Oresteia 3.5: the motive of Orestes for killing Clytemnestra
Summary 13 # Man, God, and Society in Western Literature - From Gods to God and Back
So far, we see a chain reaction of feelings of vengeance (various Furies). It begins with Clytemnestra, who acts on behalf of the Furies associated with the death of her daughter Iphigenia. In response, she avenges her daughter by killing Agamemnon.
Next, the Furies that arise from Agamemnon's death appear to Orestes, demanding that he avenge the death of his father.
In this way, the culture has fallen into an endless cycle of violence. However, in the second tragedy, ‘The Libation Bearers,’ the question arises whether Orestes will kill his mother in the name of the Furies or in the name of the Olympian gods, thus breaking the cycle of blood vengeance.
This raises two questions: which gods will he choose? And secondly, will this choice be effective?
In the European Enlightenment, the tension between emotions and rationality will re-emerge. The Enlightenment thesis, as most purely expressed in the duty ethics of Immanuel Kant, is an action based on reason. A heretic to this idea was the Enlightenment philosopher David Hume, who wrote in A Treatise of Human Nature about what ought and what is. "What ought" refers to how ethics should be—based on rationality, as Kant believed—while "what is" represents the reality that reason is ultimately a slave to emotions.

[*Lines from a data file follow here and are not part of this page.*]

//! `GeometryProvider` backed by the `geo` crate.

use geo::algorithm::Distance;
use geo::{Closest, ClosestPoint, Haversine, Line, LineLocatePoint, LineString, Point};

use crate::{GeometryError, GeometryProvider, Location, Route};

/// Haversine-based geometry on `geo` primitives.
///
/// Nearest-point projection runs in coordinate space via
/// [`ClosestPoint`]; the distance to the projected point is geodesic via
/// [`Haversine`]. Along-route ordering uses [`LineLocatePoint`], which
/// reports the fractional position of a projection along a line.
#[derive(Debug, Default, Clone, Copy)]
pub struct HaversineGeometry;

impl HaversineGeometry {
    fn along_route_position(line: &LineString<f64>, point: Location) -> Option<f64> {
        line.line_locate_point(&point.to_point())
    }
}

impl GeometryProvider for HaversineGeometry {
    fn build_route(
        &self,
        origin: Location,
        destination: Location,
        waypoints: &[Location],
    ) -> Route {
        Route::new(origin, destination, waypoints.to_vec())
    }

    fn distance_to_route(&self, point: Location, route: &Route) -> Result<f64, GeometryError> {
        let line = route.line_string();
        let target = point.to_point();
        match line.closest_point(&target) {
            Closest::Intersection(projection) | Closest::SinglePoint(projection) => {
                Ok(Haversine.distance(target, projection))
            }
            // Degenerate geometry (e.g. zero-length segments); fall back to
            // the nearest vertex.
            Closest::Indeterminate => nearest_vertex_distance(&line, target),
        }
    }

    fn direction_compatible(&self, route: &Route, pickup: Location, dropoff: Location) -> bool {
        let line = route.line_string();
        match (
            Self::along_route_position(&line, pickup),
            Self::along_route_position(&line, dropoff),
        ) {
            (Some(pickup_at), Some(dropoff_at)) => pickup_at < dropoff_at,
            _ => false,
        }
    }

    fn sort_by_route_order(
        &self,
        origin: Location,
        destination: Location,
        locations: &[Location],
    ) -> Vec<Location> {
        let axis = Line::new(origin.to_coord(), destination.to_coord());
        let mut unique: Vec<Location> = Vec::with_capacity(locations.len());
        for candidate in locations {
            if !unique.contains(candidate) {
                unique.push(*candidate);
            }
        }
        let mut keyed: Vec<(f64, Location)> = unique
            .into_iter()
            .map(|location| {
                let position = axis.line_locate_point(&location.to_point()).unwrap_or(0.0);
                (position, location)
            })
            .collect();
        keyed.sort_by(|a, b| a.0.total_cmp(&b.0));
        keyed.into_iter().map(|(_, location)| location).collect()
    }
}

fn nearest_vertex_distance(
    line: &LineString<f64>,
    target: Point<f64>,
) -> Result<f64, GeometryError> {
    line.points()
        .map(|vertex| Haversine.distance(target, vertex))
        .min_by(f64::total_cmp)
        .ok_or(GeometryError::DegenerateRoute)
}

#[cfg(test)]
mod tests {
    use super::*;
    use rstest::{fixture, rstest};

    /// Metres per degree of latitude (and of longitude at the equator).
    const DEG_M: f64 = 111_195.0;

    #[fixture]
    fn geometry() -> HaversineGeometry {
        HaversineGeometry
    }

    /// Route along the equator from longitude 0 to longitude 1.
    #[fixture]
    fn equator_route(geometry: HaversineGeometry) -> Route {
        geometry.build_route(Location::new(0.0, 0.0), Location::new(0.0, 1.0), &[])
    }

    #[rstest]
    fn distance_to_route_measures_perpendicular_offset(
        geometry: HaversineGeometry,
        equator_route: Route,
    ) {
        let point = Location::new(0.01, 0.5);
        let distance = geometry
            .distance_to_route(point, &equator_route)
            .expect("projection succeeds");
        let expected = 0.01 * DEG_M;
        assert!(
            (distance - expected).abs() < expected * 0.01,
            "distance {distance} not within 1% of {expected}"
        );
    }

    #[rstest]
    fn distance_to_route_is_zero_on_the_line(geometry: HaversineGeometry, equator_route: Route) {
        let distance = geometry
            .distance_to_route(Location::new(0.0, 0.25), &equator_route)
            .expect("projection succeeds");
        assert!(distance < 1.0, "expected near-zero, got {distance}");
    }

    #[rstest]
    fn distance_beyond_endpoint_measures_to_endpoint(
        geometry: HaversineGeometry,
        equator_route: Route,
    ) {
        // Half a degree past the destination along the equator.
        let distance = geometry
            .distance_to_route(Location::new(0.0, 1.5), &equator_route)
            .expect("projection succeeds");
        let expected = 0.5 * DEG_M;
        assert!(
            (distance - expected).abs() < expected * 0.01,
            "distance {distance} not within 1% of {expected}"
        );
    }

    #[rstest]
    fn zero_length_route_falls_back_to_vertex_distance(geometry: HaversineGeometry) {
        let route = geometry.build_route(Location::new(0.0, 0.0), Location::new(0.0, 0.0), &[]);
        let distance = geometry
            .distance_to_route(Location::new(0.01, 0.0), &route)
            .expect("fallback succeeds");
        let expected = 0.01 * DEG_M;
        assert!((distance - expected).abs() < expected * 0.01);
    }

    #[rstest]
    fn forward_travel_is_direction_compatible(geometry: HaversineGeometry, equator_route: Route) {
        let pickup = Location::new(0.001, 0.2);
        let dropoff = Location::new(-0.001, 0.8);
        assert!(geometry.direction_compatible(&equator_route, pickup, dropoff));
    }

    #[rstest]
    fn reverse_travel_is_not_direction_compatible(
        geometry: HaversineGeometry,
        equator_route: Route,
    ) {
        let pickup = Location::new(0.001, 0.8);
        let dropoff = Location::new(-0.001, 0.2);
        assert!(!geometry.direction_compatible(&equator_route, pickup, dropoff));
    }

    #[rstest]
    fn waypoints_shape_the_projection(geometry: HaversineGeometry) {
        // A dog-leg through (0.5, 0.5) brings the corridor near that corner.
        let route = geometry.build_route(
            Location::new(0.0, 0.0),
            Location::new(0.0, 1.0),
            &[Location::new(0.5, 0.5)],
        );
        let distance = geometry
            .distance_to_route(Location::new(0.4, 0.45), &route)
            .expect("projection succeeds");
        assert!(
            distance < 0.1 * DEG_M,
            "point near the waypoint leg should be close, got {distance}"
        );
    }

    #[rstest]
    fn sort_by_route_order_orders_along_the_axis(geometry: HaversineGeometry) {
        let origin = Location::new(0.0, 0.0);
        let destination = Location::new(0.0, 1.0);
        let ordered = geometry.sort_by_route_order(
            origin,
            destination,
            &[
                Location::new(0.0, 0.9),
                Location::new(0.0, 0.1),
                Location::new(0.0, 0.5),
            ],
        );
        let lons: Vec<f64> = ordered.iter().map(|l| l.lon).collect();
        assert_eq!(lons, vec![0.1, 0.5, 0.9]);
    }

    #[rstest]
    fn sort_by_route_order_drops_exact_duplicates(geometry: HaversineGeometry) {
        let origin = Location::new(0.0, 0.0);
        let destination = Location::new(0.0, 1.0);
        let duplicate = Location::new(0.0, 0.3);
        let ordered = geometry.sort_by_route_order(
            origin,
            destination,
            &[duplicate, Location::new(0.0, 0.7), duplicate],
        );
        assert_eq!(ordered.len(), 2);
    }
}
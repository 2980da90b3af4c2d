//! Score computation for on-corridor trips.

/// Endpoint distances below this mark earn the proximity bonus (metres).
pub(crate) const NEAR_THRESHOLD_M: f64 = 1_000.0;

/// Score reduction granted per near endpoint.
pub(crate) const NEAR_BONUS: f64 = 500.0;

/// Score a trip from its endpoint-to-route distances. Lower is better.
///
/// The base score is the mean of the two distances; each endpoint closer
/// than [`NEAR_THRESHOLD_M`] subtracts [`NEAR_BONUS`]. Clamped at zero so a
/// doubly-near trip cannot rank below a perfect one.
pub(crate) fn corridor_score(origin_distance_m: f64, destination_distance_m: f64) -> f64 {
    let mut bonus = 0.0;
    if origin_distance_m < NEAR_THRESHOLD_M {
        bonus += NEAR_BONUS;
    }
    if destination_distance_m < NEAR_THRESHOLD_M {
        bonus += NEAR_BONUS;
    }
    ((origin_distance_m + destination_distance_m) / 2.0 - bonus).max(0.0)
}
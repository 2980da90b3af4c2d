//! Request and response types for price quotes.

#[cfg(feature = "serde")]
use serde::{Deserialize, Serialize};

/// Inputs to a suggested-price computation.
///
/// # Examples
///
/// ```
/// use parcelway_pricing::QuoteRequest;
///
/// let request = QuoteRequest {
///     distance_km: 450.0,
///     weight_g: 2_300,
///     fragile: true,
///     perishable: false,
///     origin_city: "Tehran".to_owned(),
///     destination_city: "Yazd".to_owned(),
/// };
/// assert!(request.fragile);
/// ```
#[derive(Debug, Clone, PartialEq)]
#[cfg_attr(feature = "serde", derive(Serialize, Deserialize))]
pub struct QuoteRequest {
    /// Trip distance in kilometres.
    pub distance_km: f64,
    /// Package weight in grams.
    pub weight_g: u32,
    /// Whether the package needs fragile handling.
    pub fragile: bool,
    /// Whether the package is perishable.
    pub perishable: bool,
    /// City of the pickup point.
    pub origin_city: String,
    /// City of the drop-off point.
    pub destination_city: String,
}

/// Cost components behind a suggested price.
///
/// Costs are the pre-multiplier amounts; the two multipliers are reported as
/// factors. Deviation surcharges are computed and reported separately, never
/// as part of the suggested-price breakdown.
#[derive(Debug, Clone, PartialEq)]
#[cfg_attr(feature = "serde", derive(Serialize, Deserialize))]
pub struct Breakdown {
    /// Fixed component.
    pub base_price: f64,
    /// Fuel plus banded marginal distance cost.
    pub distance_cost: f64,
    /// Weight cost; zero below the configured threshold.
    pub weight_cost: f64,
    /// Fragile/perishable factor applied to the subtotal.
    pub special_handling_multiplier: f64,
    /// Major/minor city factor applied to the subtotal.
    pub city_premium: f64,
}

/// A complete price quote with revenue split and breakdown.
#[derive(Debug, Clone, PartialEq)]
#[cfg_attr(feature = "serde", derive(Serialize, Deserialize))]
pub struct Quote {
    /// Suggested delivery price, rounded to the nearest thousand.
    pub suggested_price: i64,
    /// The transporter's share of the suggested price, floored.
    pub transporter_earnings: i64,
    /// The platform's share of the suggested price, floored.
    pub platform_commission: i64,
    /// Component costs and factors behind the price.
    pub breakdown: Breakdown,
}
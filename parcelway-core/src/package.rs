//! Packages awaiting delivery, as seen by the matching engine.

#[cfg(feature = "serde")]
use serde::{Deserialize, Serialize};

use crate::Location;

/// Identifier of a package.
pub type PackageId = u64;

/// The matching-relevant view of a package.
///
/// Weight is optional: senders do not always declare it. When absent, the
/// capacity filter on candidate trips is simply skipped.
///
/// # Examples
///
/// ```
/// use parcelway_core::{Location, Package};
///
/// let package = Package {
///     id: 7,
///     weight_g: Some(1_200),
///     origin: Location::new(35.7, 51.4),
///     destination: Location::new(36.3, 59.6),
/// };
/// assert_eq!(package.weight_g, Some(1_200));
/// ```
#[derive(Debug, Clone, PartialEq)]
#[cfg_attr(feature = "serde", derive(Serialize, Deserialize))]
pub struct Package {
    /// Unique identifier.
    pub id: PackageId,
    /// Declared weight in grams, when known.
    pub weight_g: Option<u32>,
    /// Pickup point.
    pub origin: Location,
    /// Drop-off point.
    pub destination: Location,
}
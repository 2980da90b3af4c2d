//! Core domain types for the Parcelway delivery engine.
//!
//! Parcelway matches packages awaiting delivery against trips offered by
//! transporters. This crate holds the shared vocabulary of that process:
//! coordinates and routes, packages and trips, per-package match results,
//! the caller-owned match session, and the two trait seams the engines are
//! generic over ([`GeometryProvider`] and [`TripLookup`]).
//!
//! The crate performs no I/O. Persistence, transport, and authentication are
//! the caller's collaborators; the only contracts consumed here are a trip
//! candidate lookup and a mutable session object.

#![forbid(unsafe_code)]

pub mod geometry;
mod location;
mod match_result;
mod package;
mod session;
mod trip;
pub mod trip_lookup;

#[cfg(any(test, feature = "test-support"))]
pub mod test_support;

pub use geometry::{GeometryError, GeometryProvider, HaversineGeometry};
pub use location::{Location, Route};
pub use match_result::MatchResult;
pub use package::{Package, PackageId};
pub use session::{MatchSession, PackageMatchState};
pub use trip::{Trip, TripId, TripStatus};
pub use trip_lookup::{TripFilter, TripLookup, TripLookupError};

The chorus wavers in the advice they give Orestes as motivation for the planned murder of his mother. At times, they call for bloody revenge; at other times, they urge cold detachment, from which Orestes can end his mother’s life calmly. Either way, it is a terrible act that Orestes must commit to kill his mother.
On one hand, he needs the furious rage and the blood of his father to enable him; on the other, he must be cool-headed enough to perform the deed with a tempered mind. To kill her in the name of law and justice.
Yet, the motivation of the Furies is still necessary. The distant, tempered, rational approach of the Olympian gods—particularly Apollo, the god of distance—is not a motivating force to spur action. Exactly as Hume argues, the Kantian ‘Achtung’ (respect) for the moral law within us is not enough motivation to take action.
Thus, the chorus invokes feelings of revenge until Orestes is capable of killing his mother, and then they temper themselves.
But when Orestes stands before his mother, he hesitates as his mother says:
"Stop, my boy. Spare this breast, my child, where you so often, dozing, with your toothless little mouth sucked the nourishing milk."
Orestes then turns to Pylades, who has been with him throughout the play. He asks him:
"Pylades, what should I do? Spare my mother and not kill her?" To which Pylades responds: "What then of Apollo's oracles from Delphi and the oaths of loyalty? Remember: better to have everyone as an enemy than a god."
With this, Pylades reminds him that the death must occur in the name of Apollo, not in the name of the Furies.